----- Data provided -----

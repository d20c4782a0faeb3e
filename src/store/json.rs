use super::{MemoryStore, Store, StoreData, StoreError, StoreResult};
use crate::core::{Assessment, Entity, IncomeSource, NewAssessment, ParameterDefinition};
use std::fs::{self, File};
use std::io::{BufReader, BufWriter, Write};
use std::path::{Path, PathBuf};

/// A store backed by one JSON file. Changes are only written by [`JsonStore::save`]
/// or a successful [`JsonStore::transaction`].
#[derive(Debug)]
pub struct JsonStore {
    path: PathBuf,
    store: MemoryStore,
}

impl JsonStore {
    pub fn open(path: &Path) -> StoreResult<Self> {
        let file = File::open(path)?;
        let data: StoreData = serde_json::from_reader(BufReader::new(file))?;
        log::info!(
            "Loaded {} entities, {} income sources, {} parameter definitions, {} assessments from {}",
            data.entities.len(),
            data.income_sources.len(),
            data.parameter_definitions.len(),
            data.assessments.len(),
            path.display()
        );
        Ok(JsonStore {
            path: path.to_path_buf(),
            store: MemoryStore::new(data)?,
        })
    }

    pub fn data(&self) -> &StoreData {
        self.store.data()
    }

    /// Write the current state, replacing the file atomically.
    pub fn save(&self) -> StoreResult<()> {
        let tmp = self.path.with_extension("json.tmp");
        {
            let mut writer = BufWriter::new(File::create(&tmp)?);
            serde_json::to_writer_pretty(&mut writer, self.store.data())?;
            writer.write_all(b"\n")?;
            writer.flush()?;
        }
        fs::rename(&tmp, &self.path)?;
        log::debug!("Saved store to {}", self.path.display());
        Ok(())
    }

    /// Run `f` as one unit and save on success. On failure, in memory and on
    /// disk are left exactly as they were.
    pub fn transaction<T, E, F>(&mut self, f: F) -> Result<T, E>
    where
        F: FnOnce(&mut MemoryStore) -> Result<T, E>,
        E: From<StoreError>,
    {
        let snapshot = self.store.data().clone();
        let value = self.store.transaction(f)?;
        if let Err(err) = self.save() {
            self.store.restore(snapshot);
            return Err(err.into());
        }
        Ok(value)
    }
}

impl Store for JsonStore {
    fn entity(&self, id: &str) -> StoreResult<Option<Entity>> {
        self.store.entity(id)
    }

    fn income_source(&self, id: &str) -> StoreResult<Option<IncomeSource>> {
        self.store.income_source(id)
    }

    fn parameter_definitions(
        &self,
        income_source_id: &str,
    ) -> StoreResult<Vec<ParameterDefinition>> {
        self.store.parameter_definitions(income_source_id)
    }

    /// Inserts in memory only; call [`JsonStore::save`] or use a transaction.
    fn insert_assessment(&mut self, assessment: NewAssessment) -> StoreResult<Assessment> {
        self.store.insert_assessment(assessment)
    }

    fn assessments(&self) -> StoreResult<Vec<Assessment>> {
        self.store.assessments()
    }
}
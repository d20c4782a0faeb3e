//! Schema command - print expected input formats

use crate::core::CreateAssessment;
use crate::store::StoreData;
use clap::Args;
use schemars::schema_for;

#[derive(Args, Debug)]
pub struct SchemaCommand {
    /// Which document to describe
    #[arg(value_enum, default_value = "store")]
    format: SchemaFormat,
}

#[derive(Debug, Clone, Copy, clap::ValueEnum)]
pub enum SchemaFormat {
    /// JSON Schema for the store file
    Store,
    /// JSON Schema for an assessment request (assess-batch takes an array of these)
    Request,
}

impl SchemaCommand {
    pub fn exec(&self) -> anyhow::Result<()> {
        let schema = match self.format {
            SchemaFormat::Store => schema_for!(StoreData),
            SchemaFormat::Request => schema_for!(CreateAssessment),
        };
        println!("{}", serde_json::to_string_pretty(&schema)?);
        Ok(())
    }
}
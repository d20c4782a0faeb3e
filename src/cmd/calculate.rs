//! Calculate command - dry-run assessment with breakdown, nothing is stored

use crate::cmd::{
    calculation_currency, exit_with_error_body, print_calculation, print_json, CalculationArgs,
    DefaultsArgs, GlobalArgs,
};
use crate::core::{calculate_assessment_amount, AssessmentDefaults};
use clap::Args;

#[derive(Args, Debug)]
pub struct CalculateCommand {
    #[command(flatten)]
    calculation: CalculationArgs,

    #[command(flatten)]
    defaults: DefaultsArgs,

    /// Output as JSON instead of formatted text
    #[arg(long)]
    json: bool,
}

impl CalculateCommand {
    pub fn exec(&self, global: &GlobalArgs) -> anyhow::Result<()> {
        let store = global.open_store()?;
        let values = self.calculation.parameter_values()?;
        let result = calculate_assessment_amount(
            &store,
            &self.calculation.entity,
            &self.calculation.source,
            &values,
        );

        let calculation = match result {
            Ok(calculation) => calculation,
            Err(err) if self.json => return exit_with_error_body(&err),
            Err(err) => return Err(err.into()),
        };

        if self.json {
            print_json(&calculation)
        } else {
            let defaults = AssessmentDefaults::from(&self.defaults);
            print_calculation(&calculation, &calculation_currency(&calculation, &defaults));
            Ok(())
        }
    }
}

-----

## Brief
Copy nothing except the lines from the one with "Err(err) if self.json" through the end of the records; keep each exactly as it appears, first and last included.

## Your solution
            Err(err) if self.json => return exit_with_error_body(&err),
            Err(err) => return Err(err.into()),
        };

        if self.json {
            print_json(&calculation)
        } else {
            let defaults = AssessmentDefaults::from(&self.defaults);
            print_calculation(&calculation, &calculation_currency(&calculation, &defaults));
            Ok(())
        }
    }
}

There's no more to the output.